UBC Robson Square, 800 Robson Street

The UBC School of Architecture + Landscape Architecture is excited to welcome Julie Bargmann, founding principle of D.I.R.T. and winner of the inaugural Oberlander Prize, to deliver her lecture, “What Would Cornelia Do?”

Julie Bargmann is internationally recognized as an innovator in the design and building of regenerative landscapes. She founded D.I.R.T. studio to research, design, and build projects with passion and rigor. Raised in New Jersey, Bargmann is forthright and unafraid to provoke debate to tease out what matters most about places. She is the inaugural recipient of the 2021 Cornelia Hahn Oberlander International Prize in Landscape Architecture, and has received the American Academy in Rome Prize, and the National Design Award by Smithsonian’s Cooper-Hewitt Museum. After thirty years of teaching generations to take risks and do good, not just design, she was recently named Professor Emerita in Landscape Architecture at the School of Architecture, University of Virginia.
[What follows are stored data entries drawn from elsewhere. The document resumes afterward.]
//! Reference models
//!
//! Small, well-understood models used by the tests, the benchmarks and the
//! documentation examples, together with dataset generators.

pub mod dataset;
pub mod linear_gaussian;
pub mod nonlinear_benchmark;
pub mod switching;

pub use linear_gaussian::{LinearGaussian1d, LinearGaussianRb};
pub use nonlinear_benchmark::NonlinearBenchmark;
pub use switching::SwitchingLinear;
//! Shared helpers for the integration tests
//!
//! Tolerance assertions plus closed-form references for the scalar random
//! walk model.

#![allow(dead_code)]

use nalgebra::DVector;

//=============================================================================
// Assertions
//=============================================================================

/// Assert two scalars agree within `tolerance`
pub fn assert_scalar_close(actual: f64, expected: f64, tolerance: f64, context: &str) {
    assert!(
        (actual - expected).abs() <= tolerance,
        "{}: expected {}, got {} (tolerance {})",
        context,
        expected,
        actual,
        tolerance
    );
}

/// Assert two series agree elementwise within `tolerance`
pub fn assert_series_close(actual: &[f64], expected: &[f64], tolerance: f64, context: &str) {
    assert_eq!(actual.len(), expected.len(), "{}: length mismatch", context);
    for (k, (a, e)) in actual.iter().zip(expected).enumerate() {
        assert_scalar_close(*a, *e, tolerance, &format!("{} at step {}", context, k));
    }
}

/// Root mean square difference of two series
pub fn rmse(a: &[f64], b: &[f64]) -> f64 {
    assert_eq!(a.len(), b.len());
    let sum: f64 = a.iter().zip(b).map(|(x, y)| (x - y).powi(2)).sum();
    (sum / a.len().max(1) as f64).sqrt()
}

/// Assert that every log-weight vector of a run is normalized
pub fn assert_normalized(log_weights: &[f64], context: &str) {
    let total: f64 = log_weights.iter().map(|w| w.exp()).sum();
    assert_scalar_close(total, 1.0, 1e-9, context);
}

//=============================================================================
// Closed-form references for x' = x + w, y = x + e
//=============================================================================

/// Filtered and smoothed moments of the scalar random walk
pub struct RandomWalkReference {
    pub filtered_mean: Vec<f64>,
    pub filtered_var: Vec<f64>,
    pub smoothed_mean: Vec<f64>,
    pub smoothed_var: Vec<f64>,
}

/// Kalman filter followed by a Rauch-Tung-Striebel pass
pub fn random_walk_reference(ys: &[Option<f64>], q: f64, r: f64, p0: f64) -> RandomWalkReference {
    let n = ys.len();
    let mut filtered_mean = Vec::with_capacity(n);
    let mut filtered_var = Vec::with_capacity(n);
    let (mut m, mut p) = (0.0, p0);
    for (k, y) in ys.iter().enumerate() {
        if k > 0 {
            p += q;
        }
        if let Some(y) = y {
            let gain = p / (p + r);
            m += gain * (y - m);
            p *= 1.0 - gain;
        }
        filtered_mean.push(m);
        filtered_var.push(p);
    }

    let mut smoothed_mean = filtered_mean.clone();
    let mut smoothed_var = filtered_var.clone();
    for k in (0..n.saturating_sub(1)).rev() {
        let predicted = filtered_var[k] + q;
        let g = filtered_var[k] / predicted;
        smoothed_mean[k] = filtered_mean[k] + g * (smoothed_mean[k + 1] - filtered_mean[k]);
        smoothed_var[k] = filtered_var[k] + g * g * (smoothed_var[k + 1] - predicted);
    }

    RandomWalkReference {
        filtered_mean,
        filtered_var,
        smoothed_mean,
        smoothed_var,
    }
}

/// Wrap scalar observations as vectors
pub fn as_vectors(ys: &[Option<f64>]) -> Vec<Option<DVector<f64>>> {
    ys.iter()
        .map(|y| y.map(|v| DVector::from_element(1, v)))
        .collect()
}
//! First-stage weights for auxiliary particle filtering
//!
//! The predictive likelihood `p(y_{t+1} | x_t^i)` of a mixed model is not
//! available in closed form when the measurement is nonlinear in `ξ`. Both
//! strategies approximate it by a Gaussian around the one-step-ahead
//! prediction of particle `i`:
//!
//! - [`LookAhead::Extended`] linearizes `g(ξ) = h(ξ) + C(ξ) z` with a central
//!   finite-difference Jacobian `J`, giving covariance
//!   `R + C P Cᵀ + J Σ_ξ Jᵀ`.
//! - [`LookAhead::Unscented`] pushes symmetric sigma points of
//!   `N(ξ̂, Σ_ξ)` through `g` and adds `R + C P Cᵀ` at the mean. `Σ_ξ` may
//!   be singular (a noise-free nonlinear state); the sigma points then come
//!   from its eigendecomposition.
//!
//! `Σ_ξ = Q_ξ + A_ξ P A_ξᵀ` is the predictive covariance of `ξ`.

use nalgebra::{DMatrix, DVector};
use serde::Serialize;
use smallvec::SmallVec;

use super::mixed::{MixedNlGaussian, RbParticle};
use crate::common::constants::FINITE_DIFF_STEP;
use crate::common::linalg::{log_gaussian_pdf, psd_sqrt};
use crate::filter::errors::FilterError;

/// Linearization used for the look-ahead
#[derive(Debug, Clone, Copy, PartialEq, Eq, Serialize)]
pub enum LookAhead {
    /// First-order Taylor expansion
    Extended,
    /// Sigma-point transform
    Unscented,
}

/// Sigma-point outputs of one particle; `2d + 1` points fit inline for `d <= 3`
type SigmaOutputs = SmallVec<[DVector<f64>; 7]>;

/// Log first-stage weights of predicted particles
///
/// `predicted[i]` is particle `i` moved to its predicted `ξ̂` with the
/// predicted linear moments, paired with `Σ_ξ`. `t` is the time of `y`.
pub fn first_stage_weights<M: MixedNlGaussian + ?Sized>(
    model: &M,
    strategy: LookAhead,
    predicted: &[(RbParticle, DMatrix<f64>)],
    y: &DVector<f64>,
    t: usize,
) -> Result<Vec<f64>, FilterError> {
    match strategy {
        LookAhead::Extended => extended(model, predicted, y, t),
        LookAhead::Unscented => unscented(model, predicted, y, t),
    }
}

fn extended<M: MixedNlGaussian + ?Sized>(
    model: &M,
    predicted: &[(RbParticle, DMatrix<f64>)],
    y: &DVector<f64>,
    t: usize,
) -> Result<Vec<f64>, FilterError> {
    let d = model.xi_dim();
    let n = predicted.len();
    let stride = 1 + 2 * d;

    // Batch layout per particle: the mean, then (+δ, -δ) for each dimension
    let mut batch = Vec::with_capacity(n * stride);
    let mut steps = Vec::with_capacity(n * d);
    for (p, _) in predicted {
        batch.push(p.clone());
        for k in 0..d {
            let delta = FINITE_DIFF_STEP * p.xi[k].abs().max(1.0);
            steps.push(delta);
            let mut plus = p.clone();
            plus.xi[k] += delta;
            let mut minus = p.clone();
            minus.xi[k] -= delta;
            batch.push(plus);
            batch.push(minus);
        }
    }
    let md = model.get_meas_dynamics(&batch, t)?;
    md.validate(batch.len())?;

    let mut weights = Vec::with_capacity(n);
    for (i, (p, xi_cov)) in predicted.iter().enumerate() {
        let base = i * stride;
        let mean = md.predict(base, &p.z, y.len());
        let mut jacobian = DMatrix::zeros(y.len(), d);
        for k in 0..d {
            let plus = md.predict(base + 1 + 2 * k, &p.z, y.len());
            let minus = md.predict(base + 2 + 2 * k, &p.z, y.len());
            jacobian.set_column(k, &((plus - minus) / (2.0 * steps[i * d + k])));
        }
        let mut cov = md.noise(base)?.clone() + &jacobian * xi_cov * jacobian.transpose();
        if let Some(c) = md.coupling(base) {
            cov += c * &p.p * c.transpose();
        }
        weights.push(log_gaussian_pdf(y, &mean, &cov)?);
    }
    Ok(weights)
}

fn unscented<M: MixedNlGaussian + ?Sized>(
    model: &M,
    predicted: &[(RbParticle, DMatrix<f64>)],
    y: &DVector<f64>,
    t: usize,
) -> Result<Vec<f64>, FilterError> {
    let d = model.xi_dim();
    let n = predicted.len();
    let stride = 1 + 2 * d;
    let kappa = (3.0 - d as f64).max(0.0);
    let spread = (d as f64 + kappa).sqrt();
    let (w0, wi) = if d == 0 {
        (1.0, 0.0)
    } else {
        (
            kappa / (d as f64 + kappa),
            1.0 / (2.0 * (d as f64 + kappa)),
        )
    };

    let mut batch = Vec::with_capacity(n * stride);
    for (p, xi_cov) in predicted {
        batch.push(p.clone());
        if d == 0 {
            continue;
        }
        if xi_cov.iter().any(|v| !v.is_finite()) {
            return Err(FilterError::NotPositiveDefinite {
                context: "look-ahead sigma point covariance (non-finite entries)".to_string(),
            });
        }
        // Singular Σ_ξ collapses sigma points along its null space
        let l = psd_sqrt(xi_cov);
        for k in 0..d {
            let offset = l.column(k) * spread;
            let mut plus = p.clone();
            plus.xi += &offset;
            let mut minus = p.clone();
            minus.xi -= &offset;
            batch.push(plus);
            batch.push(minus);
        }
    }
    let md = model.get_meas_dynamics(&batch, t)?;
    md.validate(batch.len())?;

    let mut weights = Vec::with_capacity(n);
    for (i, (p, _)) in predicted.iter().enumerate() {
        let base = i * stride;
        let outputs: SigmaOutputs = (0..stride)
            .map(|j| md.predict(base + j, &p.z, y.len()))
            .collect();
        let mut mean = &outputs[0] * w0;
        for g in outputs.iter().skip(1) {
            mean += g * wi;
        }
        let mut cov = md.noise(base)?.clone();
        if let Some(c) = md.coupling(base) {
            cov += c * &p.p * c.transpose();
        }
        for (j, g) in outputs.iter().enumerate() {
            let w = if j == 0 { w0 } else { wi };
            let diff = g - &mean;
            cov += &diff * diff.transpose() * w;
        }
        weights.push(log_gaussian_pdf(y, &mean, &cov)?);
    }
    Ok(weights)
}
“Landscapes are hard, all messy and complex. Sites are tough, many toxic and degraded. Neighborhoods are complicated, uniquely layered and deserving,” Julie says. ” As the inaugural laureate of the Oberlander International Prize in Landscape Architecture, I gratefully feel the legacy of Cornelia as a constant kick in the ass. Good design isn’t enough: environmental regeneration, social equity, savvy resourcefulness and sheer joy is required. Be it a coal mine, a shipyard, a city full of polluted soils, and all sorts of abandoned sites, DIRT does what Cornelia would do: dig deep, carefully and empathetically find, let form and process emerge from the place, and design the landscape with a vengeance.”